The proposed carbohydrate structure of PSA confirms that only one glycosylation site in the protein is occupied. This glycosylation site is readily identified based on the amino acid sequence of the protein; the only consensus ASN-X-SER/THR sequence in PSA is found at residue 45-46-47 (ASN-LYS-SER). (Belanger, et al.). The complete characterization in the structure of the carbohydrate side-chain of PSA has been determined by Belanger, et al.
Carcinoma of the prostate has long been regarded as an unpredictable disorder which makes sound therapeutic decisions in evaluating the results of different types of treatment very difficult.
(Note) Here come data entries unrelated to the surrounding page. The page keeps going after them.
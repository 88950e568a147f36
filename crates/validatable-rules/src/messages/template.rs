/// Replaces every `:placeholder` in `template` with its value.
///
/// Longer placeholders are substituted first, so `:min` never clobbers a `:minimum`.
pub fn render(template: &str, replacements: &[(&str, String)]) -> String {
    let mut ordered: Vec<&(&str, String)> = replacements.iter().collect();
    ordered.sort_by(|(a, _), (b, _)| b.len().cmp(&a.len()));

    ordered
        .into_iter()
        .fold(template.to_string(), |message, (placeholder, value)| {
            message.replace(&format!(":{placeholder}"), value)
        })
}

#[cfg(test)]
mod tests {

    use super::*;

    #[test]
    fn test_should_render_placeholders() {
        let message = render(
            "The :attribute field must be between :min and :max characters.",
            &[
                ("attribute", "name".to_string()),
                ("min", "2".to_string()),
                ("max", "75".to_string()),
            ],
        );
        assert_eq!(
            message,
            "The name field must be between 2 and 75 characters."
        );
    }

    #[test]
    fn test_should_render_longest_placeholder_first() {
        let message = render(
            ":min / :minimum",
            &[("min", "1".to_string()), ("minimum", "10".to_string())],
        );
        assert_eq!(message, "1 / 10");
    }

    #[test]
    fn test_should_leave_unknown_placeholders() {
        assert_eq!(render("Hello :who", &[]), "Hello :who");
    }
}
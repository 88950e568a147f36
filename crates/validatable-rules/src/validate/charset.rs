use lazy_regex::{Lazy, Regex, lazy_regex};

use crate::prelude::{Validate, Value};

static ALPHA_REGEX: Lazy<Regex> = lazy_regex!(r"^[\pL\pM]+$");
static ALPHA_NUM_REGEX: Lazy<Regex> = lazy_regex!(r"^[\pL\pM\pN]+$");
static ALPHA_DASH_REGEX: Lazy<Regex> = lazy_regex!(r"^[\pL\pM\pN_-]+$");

/// A validator for text made only of letters, in any script.
///
/// # Example
///
/// ```rust
/// use validatable_rules::prelude::{AlphaValidator, Validate, Value};
/// assert!(AlphaValidator.validate(&Value::from("Михаил")));
/// assert!(!AlphaValidator.validate(&Value::from("Klaus 2")));
/// ```
pub struct AlphaValidator;

impl Validate for AlphaValidator {
    fn validate(&self, value: &Value) -> bool {
        matches!(value, Value::Text(text) if ALPHA_REGEX.is_match(text))
    }
}

/// A validator for text made of letters and numbers.
///
/// Integers are accepted as they are made of digits only.
pub struct AlphaNumValidator;

impl Validate for AlphaNumValidator {
    fn validate(&self, value: &Value) -> bool {
        match value {
            Value::Text(text) => ALPHA_NUM_REGEX.is_match(text),
            Value::Integer(i) => *i >= 0,
            _ => false,
        }
    }
}

/// A validator for text made of letters, numbers, dashes and underscores.
pub struct AlphaDashValidator;

impl Validate for AlphaDashValidator {
    fn validate(&self, value: &Value) -> bool {
        match value {
            Value::Text(text) => ALPHA_DASH_REGEX.is_match(text),
            Value::Integer(_) => true,
            _ => false,
        }
    }
}

#[cfg(test)]
mod tests {

    use super::*;

    #[test]
    fn test_alpha_validator() {
        assert!(AlphaValidator.validate(&Value::from("Klaus")));
        assert!(AlphaValidator.validate(&Value::from("Пупкін")));
        assert!(!AlphaValidator.validate(&Value::from("Otto von")));
        assert!(!AlphaValidator.validate(&Value::from("")));
        assert!(!AlphaValidator.validate(&Value::Integer(1)));
    }

    #[test]
    fn test_alpha_num_validator() {
        assert!(AlphaNumValidator.validate(&Value::from("developer2")));
        assert!(AlphaNumValidator.validate(&Value::Integer(42)));
        assert!(!AlphaNumValidator.validate(&Value::Integer(-42)));
        assert!(!AlphaNumValidator.validate(&Value::from("developer-2")));
    }

    #[test]
    fn test_alpha_dash_validator() {
        assert!(AlphaDashValidator.validate(&Value::from("developer2-test_x")));
        assert!(AlphaDashValidator.validate(&Value::Integer(-1)));
        assert!(!AlphaDashValidator.validate(&Value::from("developer test")));
        assert!(!AlphaDashValidator.validate(&Value::Boolean(true)));
    }
}
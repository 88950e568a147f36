use std::fmt;

use thiserror::Error;
use validatable_rules::prelude::{MessageBag, RuleError};

/// Validation error type
#[derive(Debug, Error)]
pub enum ValidationError {
    /// The entity failed its rules while validating in [`crate::prelude::FailureMode::Throw`].
    #[error("Validation failed: {0}")]
    Failed(ValidationFailed),
    /// The rules of the entity could not be compiled.
    #[error(transparent)]
    Rule(#[from] RuleError),
}

impl From<ValidationFailed> for ValidationError {
    fn from(failed: ValidationFailed) -> Self {
        Self::Failed(failed)
    }
}

impl ValidationError {
    /// Returns the failed-rule messages, if this is a validation failure.
    pub fn errors(&self) -> Option<&MessageBag> {
        match self {
            Self::Failed(failed) => Some(failed.errors()),
            Self::Rule(_) => None,
        }
    }
}

/// The field messages of an entity that failed validation.
///
/// It carries the whole [`MessageBag`], so the messages can be inspected without the entity
/// that raised it.
#[derive(Debug, Clone, PartialEq, Eq)]
pub struct ValidationFailed {
    errors: MessageBag,
}

impl ValidationFailed {
    pub fn new(errors: MessageBag) -> Self {
        Self { errors }
    }

    pub fn errors(&self) -> &MessageBag {
        &self.errors
    }

    pub fn into_errors(self) -> MessageBag {
        self.errors
    }
}

impl fmt::Display for ValidationFailed {
    /// Shows the first message, followed by the count of the other ones.
    fn fmt(&self, f: &mut fmt::Formatter<'_>) -> fmt::Result {
        let Some(first) = self.errors.first_message() else {
            return write!(f, "The given data was invalid.");
        };
        write!(f, "{first}")?;

        match self.errors.len() - 1 {
            0 => Ok(()),
            1 => write!(f, " (and 1 more error)"),
            more => write!(f, " (and {more} more errors)"),
        }
    }
}

impl std::error::Error for ValidationFailed {}

/// Validation Result type
pub type ValidationResult<T> = Result<T, ValidationError>;
use std::collections::BTreeMap;
use std::fmt;

use serde::de::{self, MapAccess, Visitor};
use serde::ser::SerializeMap;
use serde::{Deserialize, Deserializer, Serialize, Serializer};

/// Validation error messages grouped by field.
///
/// Fields keep the order in which they first failed, and each field keeps its messages in the
/// order its rules were evaluated.
///
/// ```rust
/// use validatable_rules::prelude::MessageBag;
///
/// let mut errors = MessageBag::new();
/// errors.add("name", "The name field is required.");
/// errors.add("email", "The email field must be a valid email address.");
///
/// assert!(errors.has("name"));
/// assert_eq!(errors.first("email"), Some("The email field must be a valid email address."));
/// assert_eq!(errors.len(), 2);
/// ```
#[derive(Debug, Clone, Default, PartialEq, Eq)]
pub struct MessageBag {
    messages: Vec<(String, Vec<String>)>,
}

impl MessageBag {
    /// Creates an empty bag.
    pub fn new() -> Self {
        Self::default()
    }

    /// Appends `message` to the messages of `field`.
    pub fn add(&mut self, field: impl Into<String>, message: impl Into<String>) {
        let field = field.into();
        let message = message.into();
        match self.messages.iter_mut().find(|(key, _)| *key == field) {
            Some((_, messages)) => messages.push(message),
            None => self.messages.push((field, vec![message])),
        }
    }

    /// Appends every message of `other`, field by field.
    pub fn merge(&mut self, other: MessageBag) {
        for (field, messages) in other.messages {
            for message in messages {
                self.add(field.clone(), message);
            }
        }
    }

    /// Returns whether `field` has at least one message.
    pub fn has(&self, field: &str) -> bool {
        self.messages.iter().any(|(key, _)| key == field)
    }

    /// Returns the messages of `field`; empty if the field has none.
    pub fn get(&self, field: &str) -> &[String] {
        self.messages
            .iter()
            .find(|(key, _)| key == field)
            .map(|(_, messages)| messages.as_slice())
            .unwrap_or_default()
    }

    /// Returns the first message of `field`.
    pub fn first(&self, field: &str) -> Option<&str> {
        self.get(field).first().map(String::as_str)
    }

    /// Returns the first message of the bag.
    pub fn first_message(&self) -> Option<&str> {
        self.messages
            .first()
            .and_then(|(_, messages)| messages.first())
            .map(String::as_str)
    }

    /// Returns the fields with at least one message.
    pub fn keys(&self) -> impl Iterator<Item = &str> {
        self.messages.iter().map(|(field, _)| field.as_str())
    }

    /// Returns every message, flattened.
    pub fn all(&self) -> impl Iterator<Item = &str> {
        self.messages
            .iter()
            .flat_map(|(_, messages)| messages.iter().map(String::as_str))
    }

    pub fn iter(&self) -> impl Iterator<Item = (&str, &[String])> {
        self.messages
            .iter()
            .map(|(field, messages)| (field.as_str(), messages.as_slice()))
    }

    /// Total number of messages.
    pub fn len(&self) -> usize {
        self.messages.iter().map(|(_, messages)| messages.len()).sum()
    }

    pub fn is_empty(&self) -> bool {
        self.messages.is_empty()
    }

    /// Number of fields with at least one message.
    pub fn field_count(&self) -> usize {
        self.messages.len()
    }

    /// Converts the bag into a map sorted by field name.
    pub fn to_map(&self) -> BTreeMap<String, Vec<String>> {
        self.messages.iter().cloned().collect()
    }
}

impl IntoIterator for MessageBag {
    type Item = (String, Vec<String>);
    type IntoIter = std::vec::IntoIter<(String, Vec<String>)>;

    fn into_iter(self) -> Self::IntoIter {
        self.messages.into_iter()
    }
}

impl<K, V> FromIterator<(K, V)> for MessageBag
where
    K: Into<String>,
    V: Into<String>,
{
    fn from_iter<I: IntoIterator<Item = (K, V)>>(iter: I) -> Self {
        let mut bag = MessageBag::new();
        for (field, message) in iter {
            bag.add(field, message);
        }
        bag
    }
}

impl fmt::Display for MessageBag {
    fn fmt(&self, f: &mut fmt::Formatter<'_>) -> fmt::Result {
        write!(f, "{}", self.all().collect::<Vec<_>>().join(", "))
    }
}

impl Serialize for MessageBag {
    fn serialize<S>(&self, serializer: S) -> Result<S::Ok, S::Error>
    where
        S: Serializer,
    {
        let mut map = serializer.serialize_map(Some(self.messages.len()))?;
        for (field, messages) in &self.messages {
            map.serialize_entry(field, messages)?;
        }
        map.end()
    }
}

impl<'de> Deserialize<'de> for MessageBag {
    fn deserialize<D>(deserializer: D) -> Result<Self, D::Error>
    where
        D: Deserializer<'de>,
    {
        struct MessageBagVisitor;

        impl<'de> Visitor<'de> for MessageBagVisitor {
            type Value = MessageBag;

            fn expecting(&self, formatter: &mut fmt::Formatter) -> fmt::Result {
                formatter.write_str("a map of field names to lists of messages")
            }

            fn visit_map<A>(self, mut access: A) -> Result<Self::Value, A::Error>
            where
                A: MapAccess<'de>,
            {
                let mut bag = MessageBag::new();
                while let Some((field, messages)) = access.next_entry::<String, Vec<String>>()? {
                    if messages.is_empty() {
                        return Err(<A::Error as de::Error>::invalid_length(
                            0,
                            &"at least one message",
                        ));
                    }
                    for message in messages {
                        bag.add(field.clone(), message);
                    }
                }
                Ok(bag)
            }
        }

        deserializer.deserialize_map(MessageBagVisitor)
    }
}
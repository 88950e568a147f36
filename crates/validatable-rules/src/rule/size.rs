use rust_decimal::Decimal;

use crate::value::Value;

/// How size rules (`min`, `max`, `between`, `size`) measure a value.
#[derive(Debug, Clone, Copy, PartialEq, Eq)]
pub enum SizeKind {
    /// Compared by magnitude.
    Numeric,
    /// Compared by number of characters.
    String,
    /// Compared by number of items.
    Array,
}

impl SizeKind {
    /// The kind used to pick a size message for `value`.
    pub fn of(value: Option<&Value>, numeric_field: bool) -> Self {
        match value {
            _ if numeric_field => Self::Numeric,
            Some(Value::Integer(_) | Value::Decimal(_)) => Self::Numeric,
            Some(Value::List(_) | Value::Map(_)) => Self::Array,
            _ => Self::String,
        }
    }
}

/// Measures `value` for size rules.
///
/// Text is measured in characters, unless the field carries a numeric rule and the text
/// parses as a number. Values with no size (null, booleans) yield `None`.
pub fn measure(value: &Value, numeric_field: bool) -> Option<Decimal> {
    match value {
        Value::Integer(_) | Value::Decimal(_) => value.as_number(),
        Value::Text(text) => {
            if numeric_field && let Some(number) = value.to_number() {
                return Some(number);
            }
            Some(Decimal::from(text.chars().count()))
        }
        Value::List(items) => Some(Decimal::from(items.len())),
        Value::Map(map) => Some(Decimal::from(map.len())),
        Value::Null | Value::Boolean(_) => None,
    }
}
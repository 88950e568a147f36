#![crate_name = "validatable_rules"]
#![crate_type = "lib"]
#![cfg_attr(docsrs, feature(doc_cfg))]

//! # Validatable Rules
//!
//! This crate is the rule engine behind `validatable-model`: it compiles declarative field rules
//! and evaluates them against field values, collecting an error message for every failed rule.
//!
//! You can import all the useful types and traits by using the prelude module:
//!
//! ```rust
//! use validatable_rules::prelude::*;
//! ```
//!
//! ## Types
//!
//! ### Rules
//!
//! - [`ClosureRule`](crate::prelude::ClosureRule)
//! - [`Constraint`](crate::prelude::Constraint)
//! - [`FieldRule`](crate::prelude::FieldRule)
//! - [`IntoConstraints`](crate::prelude::IntoConstraints)
//! - [`Rule`](crate::prelude::Rule)
//! - [`RuleError`](crate::prelude::RuleError)
//! - [`RuleSpec`](crate::prelude::RuleSpec)
//! - [`RulesResult`](crate::prelude::RulesResult)
//!
//! ### Validator
//!
//! - [`Validator`](crate::prelude::Validator)
//! - [`ValidatorBuilder`](crate::prelude::ValidatorBuilder)
//!
//! ### Messages
//!
//! - [`AttributeNames`](crate::prelude::AttributeNames)
//! - [`CustomMessages`](crate::prelude::CustomMessages)
//! - [`MessageBag`](crate::prelude::MessageBag)
//!
//! ### Validate
//!
//! - [`Validate`](crate::prelude::Validate)
//! - [`AlphaDashValidator`](crate::prelude::AlphaDashValidator)
//! - [`AlphaNumValidator`](crate::prelude::AlphaNumValidator)
//! - [`AlphaValidator`](crate::prelude::AlphaValidator)
//! - [`EmailValidator`](crate::prelude::EmailValidator)
//! - [`LowercaseValidator`](crate::prelude::LowercaseValidator)
//! - [`PatternValidator`](crate::prelude::PatternValidator)
//! - [`UppercaseValidator`](crate::prelude::UppercaseValidator)
//! - [`UrlValidator`](crate::prelude::UrlValidator)
//! - [`UuidValidator`](crate::prelude::UuidValidator)
//!
//! ### Value
//!
//! - [`FieldValues`](crate::prelude::FieldValues)
//! - [`Value`](crate::prelude::Value)
//!

#![doc(html_playground_url = "https://play.rust-lang.org")]

mod error;
mod fields;
mod messages;
pub mod prelude;
mod rule;
mod spec;
mod validate;
mod validator;
mod value;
Prostate cancer is unique among the potentially lethal human malignancies in that there is a wide discrepancy between the high prevalence of histologic changes recognizable as cancer and the much lower prevalence of clinical disease.
The concept that adenocarcinoma of the prostate exists in a latent and a clinical form is supported by epidemiologic, pathologic and clinical evidence. Although these divergent manifestations of prostate cancer have come in architectural and cytologic features, they can be distinguished from each other to some degree by differences in certain pathologic features, such as the volume, grade, and invasiveness of the lesion.
Prostate cancer has become the most common cancer among American men, and only lung cancer is responsible for more cancer deaths (Boring, C. C., Cancer Statistics, 41:19-36 (1991)) The age specific mortality rate has slowly increased over the past 50 years and in black American men is nearly double the rate found in white men (Carter, H. B., Prostate, 16:39-48 (1990)). Prostate cancer is responsible for nearly three percent of all deaths in men over the age of 55 years (Seidman, H., et al., Probabilities of Eventually Developing or Dying of Cancer-United States, 35:36-56 (1985)). Since the incidence of prostate cancer increases more rapidly with age than any other cancer, and the average age of American men is rising, the number of patients with prostate cancer is expected to increase dramatically over the next decade.
Approximately 30% of men with prostate cancer have distant metastases at the time of diagnosis (Schmidt, J. D., et al., J. Urol., 136:416-421 (1986)). Despite the impressive symptomatic response of metastases to hormonal manipulation (androgen deprivation), the survival rate for these patients is dismal: the median duration of survival is less than three years (Eyar, D. P., Urologic Pathology: The Prostate, Philadelphia, Pa., Lea and Febiger, 241-267 (1977)). By five years, over 75% and by ten years, more than 90% of these patients die of their cancer rather than with it (Silverberg, E., Cancer, 60:692-717 (1987) (Suppl.)).